C’est pour ça que, lorsqu'on détermine la séquence de ces brins d’ADN, on ne donne que les lettres des bases (A, T, G, C) sans préciser les désoxyriboses et les phosphates qui sont sous-entendus, parce qu’on sait qu’ils sont toujours là. Ils sont la charpente du truc, quoi. Le 2e brin est complémentaire au 1er: les bases azotées interagissent face à face par des liaisons électrostatiques (des interactions entre charges opposées appelées liaisons « hydrogène » dans ce cas, car elles impliquent des hydrogènes portant des charges partielles positives). L’adénine (A) interagit avec la thymine (T) avec 2 liaisons hydrogène, et la guanine (G) peut interagir avec la cytosine (C) avec 3 liaisons hydrogènes.

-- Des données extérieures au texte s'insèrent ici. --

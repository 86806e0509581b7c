//! Category model.

use gallery_core::error::CoreError;
use gallery_core::types::{DbId, Timestamp};
use gallery_core::validation::present;
use serde::{Deserialize, Serialize};
use sqlx::FromRow;
use validator::Validate;

/// Returned when `name` or `description` is missing on a write.
pub const REQUIRED_FIELDS_MESSAGE: &str = "Name and description are required";

/// A row from the `categories` table.
#[derive(Debug, Clone, PartialEq, Serialize, FromRow)]
#[serde(rename_all = "camelCase")]
pub struct Category {
    pub id: DbId,
    pub name: String,
    pub description: String,
    pub image: Option<String>,
    pub created_at: Timestamp,
    pub updated_at: Timestamp,
}

/// Request body accepted by both `POST` and `PUT` on categories.
///
/// Fields are optional at the wire level so that a missing field surfaces as
/// a validation error rather than a deserialization failure.
#[derive(Debug, Default, Deserialize, Validate)]
pub struct CategoryInput {
    #[validate(required, length(min = 1))]
    pub name: Option<String>,
    #[validate(required, length(min = 1))]
    pub description: Option<String>,
    pub image: Option<String>,
}

/// Validated DTO for creating a category.
#[derive(Debug, Clone)]
pub struct CreateCategory {
    pub name: String,
    pub description: String,
    pub image: Option<String>,
}

/// Validated DTO for updating a category.
///
/// Only `name` and `description` are written on update; `image` is accepted
/// on the wire but never applied.
#[derive(Debug, Clone)]
pub struct UpdateCategory {
    pub name: String,
    pub description: String,
}

impl CategoryInput {
    fn required(self) -> Result<(String, String, Option<String>), CoreError> {
        self.validate()
            .map_err(|_| CoreError::Validation(REQUIRED_FIELDS_MESSAGE.into()))?;
        let (Some(name), Some(description)) = (self.name, self.description) else {
            return Err(CoreError::Validation(REQUIRED_FIELDS_MESSAGE.into()));
        };
        Ok((name, description, present(self.image)))
    }

    /// Validate the body for a create.
    pub fn into_create(self) -> Result<CreateCategory, CoreError> {
        let (name, description, image) = self.required()?;
        Ok(CreateCategory {
            name,
            description,
            image,
        })
    }

    /// Validate the body for an update.
    pub fn into_update(self) -> Result<UpdateCategory, CoreError> {
        let (name, description, _image) = self.required()?;
        Ok(UpdateCategory { name, description })
    }
}
//! Domain building blocks for the gallery service.
//!
//! Everything here is free of HTTP and database concerns so it can be unit
//! tested in isolation and shared by the `db` and `api` crates.

pub mod auth;
pub mod error;
pub mod pagination;
pub mod search;
pub mod types;
pub mod validation;
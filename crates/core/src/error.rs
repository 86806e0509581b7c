use crate::types::DbId;

#[derive(Debug, thiserror::Error)]
pub enum CoreError {
    #[error("Entity not found: {entity} with id {id}")]
    NotFound { entity: &'static str, id: DbId },

    #[error("Validation failed: {0}")]
    Validation(String),

    #[error("Unauthorized: {0}")]
    Unauthorized(String),
}
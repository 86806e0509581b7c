use std::net::SocketAddr;
use std::sync::Arc;

use anyhow::Context;
use tracing_subscriber::{layer::SubscriberExt, util::SubscriberInitExt};

use gallery_api::app::build_app;
use gallery_api::config::ServerConfig;
use gallery_api::state::AppState;

#[tokio::main]
async fn main() -> anyhow::Result<()> {
    dotenvy::dotenv().ok();

    // --- Tracing ---
    tracing_subscriber::registry()
        .with(
            tracing_subscriber::EnvFilter::try_from_default_env()
                .unwrap_or_else(|_| "gallery_api=debug,tower_http=debug".into()),
        )
        .with(tracing_subscriber::fmt::layer())
        .init();

    // --- Configuration ---
    let config = ServerConfig::from_env().context("Invalid server configuration")?;
    tracing::info!(host = %config.host, port = config.port, "Loaded server configuration");

    // --- Database ---
    let pool = match gallery_db::create_pool(&config.database_url, config.db_max_connections).await
    {
        Ok(pool) => pool,
        Err(err) => {
            tracing::error!(error = %err, "Database connection failed");
            return Err(err).context("Failed to connect to database");
        }
    };
    tracing::info!("Database connection pool created");

    gallery_db::run_migrations(&pool)
        .await
        .context("Failed to run database migrations")?;
    tracing::info!("Database migrations applied");

    // --- App state ---
    let addr = SocketAddr::new(
        config
            .host
            .parse()
            .with_context(|| format!("Invalid HOST address '{}'", config.host))?,
        config.port,
    );
    let state = AppState {
        pool: pool.clone(),
        config: Arc::new(config),
    };
    let app = build_app(state);

    // --- Start server ---
    tracing::info!(%addr, "Starting server");

    let listener = tokio::net::TcpListener::bind(addr)
        .await
        .with_context(|| format!("Failed to bind to {addr}"))?;

    axum::serve(listener, app)
        .with_graceful_shutdown(shutdown_signal())
        .await
        .context("Server error")?;

    tracing::info!("Server stopped accepting connections, closing database pool");
    pool.close().await;
    tracing::info!("Graceful shutdown complete");

    Ok(())
}

/// Wait for a termination signal to initiate graceful shutdown.
///
/// Handles both SIGINT (Ctrl-C) and SIGTERM (on Unix) so the server
/// shuts down cleanly whether stopped interactively or by a process
/// manager.
async fn shutdown_signal() {
    let ctrl_c = async {
        if let Err(err) = tokio::signal::ctrl_c().await {
            tracing::error!(error = %err, "Failed to install Ctrl-C handler");
            std::future::pending::<()>().await;
        }
    };

    #[cfg(unix)]
    let terminate = async {
        match tokio::signal::unix::signal(tokio::signal::unix::SignalKind::terminate()) {
            Ok(mut signal) => {
                signal.recv().await;
            }
            Err(err) => {
                tracing::error!(error = %err, "Failed to install SIGTERM handler");
                std::future::pending::<()>().await;
            }
        }
    };

    #[cfg(not(unix))]
    let terminate = std::future::pending::<()>();

    tokio::select! {
        () = ctrl_c => {
            tracing::info!("Received SIGINT (Ctrl-C), starting graceful shutdown");
        }
        () = terminate => {
            tracing::info!("Received SIGTERM, starting graceful shutdown");
        }
    }
}
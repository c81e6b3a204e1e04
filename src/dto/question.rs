use serde::{Deserialize, Serialize};
use utoipa::ToSchema;

use crate::{
    dao::models::QuestionRecord,
    dto::format_system_time,
    state::{hints::HintPayload, pool::PoolStats},
};

/// Payload for drawing a batch of questions.
#[derive(Debug, Deserialize, ToSchema)]
pub struct DrawQuestionsRequest {
    /// Ids of questions this player has already seen (client keeps at most
    /// the 50 most recent). Read-only on the server side.
    #[serde(default)]
    pub history: Vec<String>,
}

/// Lean question projection exposed to game clients.
#[derive(Debug, Serialize, ToSchema)]
pub struct QuestionDto {
    /// Stable question identifier.
    pub id: String,
    /// The question prompt.
    pub question_text: String,
    /// Ordered answer options.
    pub options: Vec<String>,
    /// The correct answer.
    pub answer: String,
    /// Key into the storyline/lore content.
    pub storyline_hint_key: String,
}

impl From<QuestionRecord> for QuestionDto {
    fn from(record: QuestionRecord) -> Self {
        Self {
            id: record.id,
            question_text: record.question_text,
            options: record.options,
            answer: record.answer,
            storyline_hint_key: record.storyline_hint_key,
        }
    }
}

/// Hint payload returned for a single question.
#[derive(Debug, Serialize, ToSchema)]
pub struct HintResponse {
    /// Hint prose; a fixed in-character default when nothing better exists.
    pub fallback_hint: String,
    /// Pre-rendered narration script, when one has been generated.
    #[serde(skip_serializing_if = "Option::is_none")]
    pub cached_script: Option<String>,
}

impl From<HintPayload> for HintResponse {
    fn from(payload: HintPayload) -> Self {
        Self {
            fallback_hint: payload.fallback_hint,
            cached_script: payload.cached_script,
        }
    }
}

/// Payload asking the server to warm the hint cache for upcoming questions.
#[derive(Debug, Deserialize, ToSchema)]
pub struct PreloadHintsRequest {
    /// Question ids about to be played.
    pub ids: Vec<String>,
}

/// Payload carrying a freshly generated narration script.
#[derive(Debug, Deserialize, ToSchema)]
pub struct CacheScriptRequest {
    /// The rendered script text.
    pub script: String,
}

/// Read-only snapshot of the primary pool.
#[derive(Debug, Serialize, ToSchema)]
pub struct PoolStatsResponse {
    /// Number of records in the primary pool.
    pub pool_size: usize,
    /// Whole minutes since the primary pool was fetched.
    pub pool_age_minutes: u64,
    /// Ids of the primary pool members.
    pub pool_question_ids: Vec<String>,
    /// RFC 3339 timestamp of the primary pool fetch, when one is installed.
    #[serde(skip_serializing_if = "Option::is_none")]
    pub pool_created_at: Option<String>,
}

impl From<PoolStats> for PoolStatsResponse {
    fn from(stats: PoolStats) -> Self {
        Self {
            pool_size: stats.pool_size,
            pool_age_minutes: stats.pool_age_minutes,
            pool_question_ids: stats.pool_question_ids,
            pool_created_at: stats.pool_created_at.map(format_system_time),
        }
    }
}
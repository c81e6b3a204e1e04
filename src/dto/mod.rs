use std::time::SystemTime;
use time::{OffsetDateTime, format_description::well_known::Rfc3339};

pub mod admin;
pub mod health;
pub mod question;
pub mod validation;

fn format_system_time(time: SystemTime) -> String {
    OffsetDateTime::from(time)
        .format(&Rfc3339)
        .unwrap_or_else(|_| "invalid-timestamp".into())
}
//! MongoDB implementation of the question store.

mod connection;
mod error;
mod models;

/// Connection settings for the MongoDB backend.
pub mod config;
/// The [`QuestionStore`](crate::dao::question_store::QuestionStore) implementation.
pub mod store;

pub use config::MongoConfig;
pub use error::MongoDaoError;
pub use store::MongoQuestionStore;

use crate::dao::storage::StorageError;

impl From<MongoDaoError> for StorageError {
    fn from(err: MongoDaoError) -> Self {
        StorageError::unavailable(err.to_string(), err)
    }
}
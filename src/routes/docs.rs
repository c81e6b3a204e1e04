use axum::Router;
use utoipa::OpenApi;
use utoipa_swagger_ui::SwaggerUi;

use crate::{services::documentation::ApiDoc, state::SharedState};

/// Swagger UI for the question and admin API, mounted at `/docs` with the
/// raw document at `/api-doc/openapi.json`.
pub fn router(state: SharedState) -> Router<SharedState> {
    let ui: Router<SharedState> = SwaggerUi::new("/docs")
        .url("/api-doc/openapi.json", ApiDoc::openapi())
        .into();

    ui.with_state(state)
}
//! Best-effort per-question hint lookups backed by the TTL hint cache.
//!
//! Hints must never block or fail gameplay: every error path collapses into a
//! fixed in-character default string.

use futures::future::join_all;
use tracing::{debug, warn};

use crate::{
    error::ServiceError,
    state::{SharedState, hints::HintPayload},
};

/// Served whenever the corpus has no hint for a question or cannot be reached.
pub const DEFAULT_FALLBACK_HINT: &str =
    "Arr, the old logbook be waterlogged, matey. No tale survives for this one.";

/// Fetch the hint payload for one question, consulting the cache first.
///
/// A storage failure is absorbed: the default hint is returned and nothing is
/// cached, so the next call retries the lookup.
pub async fn get_hints(state: &SharedState, id: &str) -> HintPayload {
    if let Some(hit) = state.hint_cache().fresh(id) {
        return hit;
    }

    match lookup_hints(state, id).await {
        Ok(payload) => {
            state.hint_cache().store(id.to_owned(), payload.clone());
            payload
        }
        Err(err) => {
            warn!(error = %err, question_id = id, "hint lookup failed; serving default hint");
            default_payload()
        }
    }
}

/// Warm the hint cache for a set of upcoming questions. Ids that are already
/// cached fresh are skipped; the rest resolve concurrently and individual
/// failures are absorbed inside [`get_hints`].
pub async fn preload_hints(state: &SharedState, ids: Vec<String>) {
    let pending: Vec<String> = ids
        .into_iter()
        .filter(|id| state.hint_cache().fresh(id).is_none())
        .collect();
    if pending.is_empty() {
        return;
    }

    debug!(count = pending.len(), "preloading hints");
    join_all(pending.iter().map(|id| get_hints(state, id))).await;
}

/// Persist a freshly generated narration script and mirror it into the hint
/// cache. Non-critical: failures are logged and never surfaced.
pub async fn cache_script(state: &SharedState, id: &str, script: &str) {
    let store = match state.require_question_store().await {
        Ok(store) => store,
        Err(err) => {
            warn!(error = %err, question_id = id, "cannot persist script without storage");
            return;
        }
    };

    if let Err(err) = store.merge_script(id.to_owned(), script.to_owned()).await {
        warn!(error = %err, question_id = id, "failed to persist cached script");
        return;
    }

    let created = state
        .hint_cache()
        .upsert_script(id, script, DEFAULT_FALLBACK_HINT);
    debug!(question_id = id, "script cached");

    // A created entry carries placeholder prose; replace it with the stored
    // document (which now includes the merged script) off the request path.
    if created {
        let state = state.clone();
        let id = id.to_owned();
        tokio::spawn(async move {
            let Ok(store) = state.require_question_store().await else {
                return;
            };
            match store.get_by_id(id.clone()).await {
                Ok(Some(question)) => {
                    let payload = HintPayload {
                        fallback_hint: question
                            .fallback_hint
                            .unwrap_or_else(|| DEFAULT_FALLBACK_HINT.to_owned()),
                        cached_script: question.cached_script,
                    };
                    state.hint_cache().store(id, payload);
                }
                Ok(None) => {}
                Err(err) => {
                    warn!(error = %err, question_id = %id, "hint prose backfill failed");
                }
            }
        });
    }
}

async fn lookup_hints(state: &SharedState, id: &str) -> Result<HintPayload, ServiceError> {
    let store = state.require_question_store().await?;
    let entity = store.get_by_id(id.to_owned()).await?;

    Ok(match entity {
        Some(question) => HintPayload {
            fallback_hint: question
                .fallback_hint
                .unwrap_or_else(|| DEFAULT_FALLBACK_HINT.to_owned()),
            cached_script: question.cached_script,
        },
        None => default_payload(),
    })
}

fn default_payload() -> HintPayload {
    HintPayload {
        fallback_hint: DEFAULT_FALLBACK_HINT.to_owned(),
        cached_script: None,
    }
}

#[cfg(test)]
mod tests {
    use std::sync::Arc;

    use rand::{SeedableRng, rngs::StdRng};

    use super::*;
    use crate::{
        config::AppConfig,
        dao::{models::QuestionEntity, question_store::testing::StubStore},
        state::AppState,
    };

    fn entity(id: &str, hint: Option<&str>, script: Option<&str>) -> QuestionEntity {
        QuestionEntity {
            id: id.into(),
            question_text: format!("Question {id}?"),
            options: vec!["a".into(), "b".into(), "c".into(), "d".into()],
            answer: "a".into(),
            storyline_hint_key: format!("lore-{id}"),
            fallback_hint: hint.map(Into::into),
            cached_script: script.map(Into::into),
        }
    }

    async fn state_with(store: &StubStore) -> SharedState {
        let state = AppState::with_rng(AppConfig::default(), StdRng::seed_from_u64(0));
        state.install_question_store(Arc::new(store.clone())).await;
        state
    }

    /// Give spawned backfill tasks a chance to run on the test runtime.
    async fn settle() {
        for _ in 0..8 {
            tokio::task::yield_now().await;
        }
    }

    #[tokio::test]
    async fn second_lookup_within_ttl_skips_the_store() {
        let store =
            StubStore::with_questions(vec![entity("q1", Some("a hidden cove"), None)]);
        let state = state_with(&store).await;

        let first = get_hints(&state, "q1").await;
        let second = get_hints(&state, "q1").await;

        assert_eq!(first, second);
        assert_eq!(first.fallback_hint, "a hidden cove");
        assert_eq!(store.get_calls(), 1, "one storage read for two lookups");
    }

    #[tokio::test]
    async fn missing_document_yields_the_default_hint() {
        let store = StubStore::with_questions(Vec::new());
        let state = state_with(&store).await;

        let payload = get_hints(&state, "ghost").await;
        assert_eq!(payload.fallback_hint, DEFAULT_FALLBACK_HINT);
        assert!(payload.cached_script.is_none());

        // The default is cached like any other payload.
        get_hints(&state, "ghost").await;
        assert_eq!(store.get_calls(), 1);
    }

    #[tokio::test]
    async fn storage_failure_serves_the_default_without_caching_it() {
        let store = StubStore::with_questions(vec![entity("q1", Some("real hint"), None)]);
        let state = state_with(&store).await;

        store.set_failing(true);
        let payload = get_hints(&state, "q1").await;
        assert_eq!(payload.fallback_hint, DEFAULT_FALLBACK_HINT);

        // Once storage recovers the next call retries and caches the truth.
        store.set_failing(false);
        let payload = get_hints(&state, "q1").await;
        assert_eq!(payload.fallback_hint, "real hint");
    }

    #[tokio::test]
    async fn preload_skips_ids_that_are_already_cached() {
        let store = StubStore::with_questions(vec![
            entity("q1", Some("one"), None),
            entity("q2", Some("two"), None),
            entity("q3", Some("three"), None),
        ]);
        let state = state_with(&store).await;

        get_hints(&state, "q1").await;
        preload_hints(&state, vec!["q1".into(), "q2".into(), "q3".into()]).await;

        assert_eq!(store.get_calls(), 3, "q1 was warm; only q2 and q3 fetched");
        assert!(state.hint_cache().fresh("q2").is_some());
        assert!(state.hint_cache().fresh("q3").is_some());
    }

    #[tokio::test]
    async fn cached_script_is_served_even_when_storage_is_down() {
        let store = StubStore::with_questions(vec![entity("q1", Some("a hint"), None)]);
        let state = state_with(&store).await;

        cache_script(&state, "q1", "Arrr, gather close and hear the tale...").await;
        store.set_failing(true);

        // The serving path depends on the cache alone; a lookup needing
        // storage would have collapsed to the default payload here.
        let payload = get_hints(&state, "q1").await;
        assert_eq!(
            payload.cached_script.as_deref(),
            Some("Arrr, gather close and hear the tale...")
        );
    }

    #[tokio::test]
    async fn script_write_backfills_stored_hint_prose() {
        let store =
            StubStore::with_questions(vec![entity("q1", Some("a hidden cove"), None)]);
        let state = state_with(&store).await;

        cache_script(&state, "q1", "a fresh tale").await;
        settle().await;

        // The placeholder prose seeded by the script write was replaced by
        // the stored prose without a read on the request path.
        let payload = get_hints(&state, "q1").await;
        assert_eq!(payload.fallback_hint, "a hidden cove");
        assert_eq!(payload.cached_script.as_deref(), Some("a fresh tale"));
        assert_eq!(store.get_calls(), 1, "a single backfill read");

        // The script was also merged into the backing document.
        let persisted = store.find("q1").await.expect("document");
        assert_eq!(persisted.cached_script.as_deref(), Some("a fresh tale"));
        assert_eq!(persisted.fallback_hint.as_deref(), Some("a hidden cove"));
    }

    #[tokio::test]
    async fn script_write_failure_is_absorbed() {
        let store = StubStore::with_questions(vec![entity("q1", Some("a hint"), None)]);
        let state = state_with(&store).await;

        store.set_failing(true);
        cache_script(&state, "q1", "lost tale").await;

        assert!(state.hint_cache().fresh("q1").is_none(), "nothing cached");
        store.set_failing(false);
        let persisted = store.find("q1").await.expect("document");
        assert!(persisted.cached_script.is_none());
    }

    #[tokio::test]
    async fn script_write_refreshes_an_existing_entry_in_place() {
        let store = StubStore::with_questions(vec![entity("q1", Some("a hint"), None)]);
        let state = state_with(&store).await;

        get_hints(&state, "q1").await;
        cache_script(&state, "q1", "a fresh tale").await;

        let payload = get_hints(&state, "q1").await;
        assert_eq!(payload.fallback_hint, "a hint", "hint prose kept");
        assert_eq!(payload.cached_script.as_deref(), Some("a fresh tale"));
        assert_eq!(store.get_calls(), 1);
    }
}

Les autres combinaisons ne conduisent pas à des interactions stables. Tu ne vois donc que des paires A—T et G—C dans l’ADN. On appelle ça des paires de bases. Il se trouve aussi que l'espace (le volume) occupé par une paire d'interaction A-T et une paire d'interaction G-C est quasiment le même (ce qui ne serait pas le cas pour d'autres paires, comme G-G, C-C, A-A, T-T, G-T, etc.), ce qui a pour conséquence que la double-hélice d'ADN est une structure très régulière. Et tu vois que les bases se font face et que ces paires forment des « marches » d’escalier perpendiculaires à l’axe de la double hélice. Mais attention, ces interactions par "liaisons hydrogène" sont des liaisons dites faibles, beaucoup moins stables que celles entre deux atomes dans une molécule. Les deux brins peuvent donc être séparés — en chauffant, par exemple, ou par l’ARN polymérase lors de la transcription.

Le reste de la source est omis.